# Guided Exercise: Drift

### Setup
You are the principal data scientist working for a new startup that offers a price recommendation for rental home listings. Your beach-head market was San Francisco and this was where you trained the model, which is the core service of the business. But now, the startup is looking to expand into Seattle and Austin. Using the mean price difference between San Francisco and each new city, you want to make sure your price recommendations don't drift. If they drift too low, your customers will leave money on the table; if they drift too high, their listing will be vacant. Hitting the goldilocks zone is critical for acquiring and keeping happy customers in Seattle.

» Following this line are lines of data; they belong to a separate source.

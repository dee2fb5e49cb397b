//! GPU State Controller
//!
//! Fixed-function state (depth, stencil, blend, culling) is described by plain
//! hashable values. Every pass declares the complete state it needs through
//! [`PassId::state`]; nothing is inherited implicitly from whichever pass ran
//! before it.
//!
//! [`GpuStateController`] mirrors what the device currently has configured and
//! only forwards categories that actually change, in the same spirit as a
//! tracked render pass skipping redundant pipeline binds.
//!
//! # 状态约定
//!
//! Only [`PassId::OutlineWriteStencil`] writes the stencil buffer. Every other
//! pass carries a zero stencil write mask.

use super::device::StateSink;

// ─── State Values ─────────────────────────────────────────────────────────────

#[derive(Debug, Clone, Copy, PartialEq, Eq, Hash)]
pub enum CompareFunction {
    Never,
    Less,
    Equal,
    LessEqual,
    Greater,
    NotEqual,
    GreaterEqual,
    Always,
}

impl CompareFunction {
    /// Evaluates `incoming <op> stored`.
    #[inline]
    #[must_use]
    pub fn passes<T: PartialOrd>(self, incoming: T, stored: T) -> bool {
        match self {
            Self::Never => false,
            Self::Less => incoming < stored,
            Self::Equal => incoming == stored,
            Self::LessEqual => incoming <= stored,
            Self::Greater => incoming > stored,
            Self::NotEqual => incoming != stored,
            Self::GreaterEqual => incoming >= stored,
            Self::Always => true,
        }
    }
}

#[derive(Debug, Clone, Copy, PartialEq, Eq, Hash)]
pub enum StencilOperation {
    Keep,
    Zero,
    Replace,
    IncrementClamp,
    DecrementClamp,
    Invert,
    IncrementWrap,
    DecrementWrap,
}

impl StencilOperation {
    /// New stencil value before the write mask is applied.
    #[inline]
    #[must_use]
    pub fn apply(self, stored: u8, reference: u8) -> u8 {
        match self {
            Self::Keep => stored,
            Self::Zero => 0,
            Self::Replace => reference,
            Self::IncrementClamp => stored.saturating_add(1),
            Self::DecrementClamp => stored.saturating_sub(1),
            Self::Invert => !stored,
            Self::IncrementWrap => stored.wrapping_add(1),
            Self::DecrementWrap => stored.wrapping_sub(1),
        }
    }
}

#[derive(Debug, Clone, Copy, PartialEq, Eq, Hash)]
pub struct DepthState {
    pub test_enabled: bool,
    pub compare: CompareFunction,
    pub write_enabled: bool,
}

#[derive(Debug, Clone, Copy, PartialEq, Eq, Hash)]
pub struct StencilState {
    pub test_enabled: bool,
    pub compare: CompareFunction,
    pub reference: u8,
    pub read_mask: u8,
    pub write_mask: u8,
    pub fail_op: StencilOperation,
    pub depth_fail_op: StencilOperation,
    pub pass_op: StencilOperation,
}

impl StencilState {
    /// Whether a draw under this state can modify the stencil buffer.
    #[must_use]
    pub fn writes(&self) -> bool {
        let ops = [self.fail_op, self.depth_fail_op, self.pass_op];
        self.test_enabled
            && self.write_mask != 0
            && ops.iter().any(|op| *op != StencilOperation::Keep)
    }

    /// Applies `op` to `stored`, honouring the write mask.
    #[inline]
    #[must_use]
    pub fn update(&self, op: StencilOperation, stored: u8) -> u8 {
        let value = op.apply(stored, self.reference);
        (stored & !self.write_mask) | (value & self.write_mask)
    }

    /// `(ref & read_mask) <op> (stored & read_mask)`.
    #[inline]
    #[must_use]
    pub fn test(&self, stored: u8) -> bool {
        self.compare
            .passes(self.reference & self.read_mask, stored & self.read_mask)
    }
}

#[derive(Debug, Clone, Copy, PartialEq, Eq, Hash)]
pub enum BlendFactor {
    Zero,
    One,
    SrcAlpha,
    OneMinusSrcAlpha,
}

#[derive(Debug, Clone, Copy, PartialEq, Eq, Hash)]
pub struct BlendState {
    pub enabled: bool,
    pub src_factor: BlendFactor,
    pub dst_factor: BlendFactor,
}

impl BlendState {
    /// Standard "over" compositing.
    pub const ALPHA: Self = Self {
        enabled: true,
        src_factor: BlendFactor::SrcAlpha,
        dst_factor: BlendFactor::OneMinusSrcAlpha,
    };
}

#[derive(Debug, Clone, Copy, PartialEq, Eq, Hash)]
pub enum Face {
    Front,
    Back,
}

#[derive(Debug, Clone, Copy, PartialEq, Eq, Hash)]
pub enum FrontFace {
    Ccw,
    Cw,
}

#[derive(Debug, Clone, Copy, PartialEq, Eq, Hash)]
pub struct CullState {
    pub enabled: bool,
    pub face: Face,
    pub front_face: FrontFace,
}

/// The full fixed-function configuration for a draw.
#[derive(Debug, Clone, Copy, PartialEq, Eq, Hash)]
pub struct PipelineState {
    pub depth: DepthState,
    pub stencil: StencilState,
    pub blend: BlendState,
    pub cull: CullState,
}

impl PipelineState {
    /// Startup configuration: depth test on (less), stencil test on with an
    /// always-pass function and keep/keep/keep ops, alpha blending on,
    /// back-face culling on with counter-clockwise front faces.
    pub const BASELINE: Self = Self {
        depth: DepthState {
            test_enabled: true,
            compare: CompareFunction::Less,
            write_enabled: true,
        },
        stencil: StencilState {
            test_enabled: true,
            compare: CompareFunction::Always,
            reference: 0,
            read_mask: 0xFF,
            write_mask: 0xFF,
            fail_op: StencilOperation::Keep,
            depth_fail_op: StencilOperation::Keep,
            pass_op: StencilOperation::Keep,
        },
        blend: BlendState::ALPHA,
        cull: CullState {
            enabled: true,
            face: Face::Back,
            front_face: FrontFace::Ccw,
        },
    };

    const fn with_stencil_write_mask(mut self, mask: u8) -> Self {
        self.stencil.write_mask = mask;
        self
    }
}

impl Default for PipelineState {
    fn default() -> Self {
        Self::BASELINE
    }
}

// ─── Pass Identities ──────────────────────────────────────────────────────────

/// Every state configuration the frame pipeline can be in.
#[derive(Debug, Clone, Copy, PartialEq, Eq, Hash)]
pub enum PassId {
    Baseline,
    Opaque,
    OutlineWriteStencil,
    OutlineSilhouette,
    OutlineRestore,
    Reflection,
    Skybox,
    Transparent,
    PostProcess,
}

impl PassId {
    pub const COUNT: usize = 9;

    pub const ALL: [Self; Self::COUNT] = [
        Self::Baseline,
        Self::Opaque,
        Self::OutlineWriteStencil,
        Self::OutlineSilhouette,
        Self::OutlineRestore,
        Self::Reflection,
        Self::Skybox,
        Self::Transparent,
        Self::PostProcess,
    ];

    #[inline]
    #[must_use]
    pub fn index(self) -> usize {
        self as usize
    }

    #[must_use]
    pub fn name(self) -> &'static str {
        match self {
            Self::Baseline => "Baseline",
            Self::Opaque => "Opaque",
            Self::OutlineWriteStencil => "Outline/WriteStencil",
            Self::OutlineSilhouette => "Outline/Silhouette",
            Self::OutlineRestore => "Outline/Restore",
            Self::Reflection => "Reflection",
            Self::Skybox => "Skybox",
            Self::Transparent => "Transparent",
            Self::PostProcess => "PostProcess",
        }
    }

    /// The complete state this pass runs under.
    #[must_use]
    pub const fn state(self) -> PipelineState {
        let base = PipelineState::BASELINE;
        match self {
            Self::Baseline | Self::OutlineRestore => base,
            Self::Opaque | Self::Reflection => base.with_stencil_write_mask(0),
            Self::OutlineWriteStencil => {
                let mut state = base;
                state.stencil.compare = CompareFunction::Always;
                state.stencil.reference = 1;
                state.stencil.write_mask = 0xFF;
                state.stencil.pass_op = StencilOperation::Replace;
                state
            }
            Self::OutlineSilhouette => {
                let mut state = base.with_stencil_write_mask(0);
                state.stencil.compare = CompareFunction::NotEqual;
                state.stencil.reference = 1;
                state
            }
            Self::Skybox => {
                // 天空盒深度为 1.0，需要 LessEqual 才能通过清除值
                let mut state = base.with_stencil_write_mask(0);
                state.depth.compare = CompareFunction::LessEqual;
                state
            }
            Self::Transparent => {
                // 窗户类物体两面都可见
                let mut state = base.with_stencil_write_mask(0);
                state.cull.enabled = false;
                state
            }
            Self::PostProcess => {
                let mut state = base.with_stencil_write_mask(0);
                state.depth.test_enabled = false;
                state
            }
        }
    }
}

// ─── Controller ───────────────────────────────────────────────────────────────

/// Which state categories an `apply` call forwarded to the device.
#[derive(Debug, Clone, Copy, Default, PartialEq, Eq)]
pub struct StateChanges {
    pub depth: bool,
    pub stencil: bool,
    pub blend: bool,
    pub cull: bool,
}

impl StateChanges {
    #[must_use]
    pub fn count(self) -> usize {
        usize::from(self.depth)
            + usize::from(self.stencil)
            + usize::from(self.blend)
            + usize::from(self.cull)
    }

    #[must_use]
    pub fn is_empty(self) -> bool {
        self.count() == 0
    }
}

/// Saved controller state, used by passes that must hand back exactly what
/// they found.
#[derive(Debug, Clone, Copy, PartialEq, Eq)]
pub struct StateSnapshot {
    state: PipelineState,
    pass: PassId,
}

impl StateSnapshot {
    #[must_use]
    pub fn state(&self) -> &PipelineState {
        &self.state
    }

    #[must_use]
    pub fn pass(&self) -> PassId {
        self.pass
    }
}

/// Tracks the device's fixed-function state and applies per-pass
/// configurations as minimal diffs.
#[derive(Debug, Clone)]
pub struct GpuStateController {
    /// `None` until the first full push; the device state is unknown.
    current: Option<PipelineState>,
    active_pass: PassId,
}

impl Default for GpuStateController {
    fn default() -> Self {
        Self::new()
    }
}

impl GpuStateController {
    #[must_use]
    pub fn new() -> Self {
        Self {
            current: None,
            active_pass: PassId::Baseline,
        }
    }

    /// Forgets the tracked state. The next `apply` pushes every category.
    pub fn invalidate(&mut self) {
        self.current = None;
    }

    /// Pushes the full baseline configuration regardless of what is tracked.
    pub fn restore_defaults<S: StateSink + ?Sized>(&mut self, device: &mut S) -> StateChanges {
        self.invalidate();
        self.active_pass = PassId::Baseline;
        self.apply(&PipelineState::BASELINE, device)
    }

    /// Switches to the state declared by `pass`. Calling it twice in a row
    /// issues no device calls the second time.
    pub fn enter<S: StateSink + ?Sized>(&mut self, pass: PassId, device: &mut S) -> StateChanges {
        let changes = self.apply(&pass.state(), device);
        if !changes.is_empty() || self.active_pass != pass {
            log::trace!("enter {} ({} state changes)", pass.name(), changes.count());
        }
        self.active_pass = pass;
        changes
    }

    /// Applies `target`, forwarding only categories that differ from the
    /// tracked state.
    pub fn apply<S: StateSink + ?Sized>(
        &mut self,
        target: &PipelineState,
        device: &mut S,
    ) -> StateChanges {
        let current = self.current;
        let changes = StateChanges {
            depth: current.is_none_or(|c| c.depth != target.depth),
            stencil: current.is_none_or(|c| c.stencil != target.stencil),
            blend: current.is_none_or(|c| c.blend != target.blend),
            cull: current.is_none_or(|c| c.cull != target.cull),
        };

        if changes.depth {
            device.set_depth_state(&target.depth);
        }
        if changes.stencil {
            device.set_stencil_state(&target.stencil);
        }
        if changes.blend {
            device.set_blend_state(&target.blend);
        }
        if changes.cull {
            device.set_cull_state(&target.cull);
        }

        self.current = Some(*target);
        changes
    }

    /// Captures the tracked state. Before the first push this reports the
    /// baseline.
    #[must_use]
    pub fn snapshot(&self) -> StateSnapshot {
        StateSnapshot {
            state: self.current.unwrap_or(PipelineState::BASELINE),
            pass: self.active_pass,
        }
    }

    /// Returns the device to a previously captured state.
    pub fn restore<S: StateSink + ?Sized>(
        &mut self,
        snapshot: &StateSnapshot,
        device: &mut S,
    ) -> StateChanges {
        let changes = self.apply(&snapshot.state, device);
        self.active_pass = snapshot.pass;
        changes
    }

    #[must_use]
    pub fn current(&self) -> Option<&PipelineState> {
        self.current.as_ref()
    }

    #[must_use]
    pub fn active_pass(&self) -> PassId {
        self.active_pass
    }
}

Competitors in Seattle are within 65 dollars of the ideal price, and due to stiffer competition, competitors in Austin are within $40 of the ideal price. These are the benchmarks we need to hit to prove a viable product.

#### Goals 🎯
In this tutorial, you will learn how to:
1. Set up and view the results of stability tests.
2. Debug the true cause of stability issues.
3. Retest the new model and confirm the effectivenesss of the mitigation strategy.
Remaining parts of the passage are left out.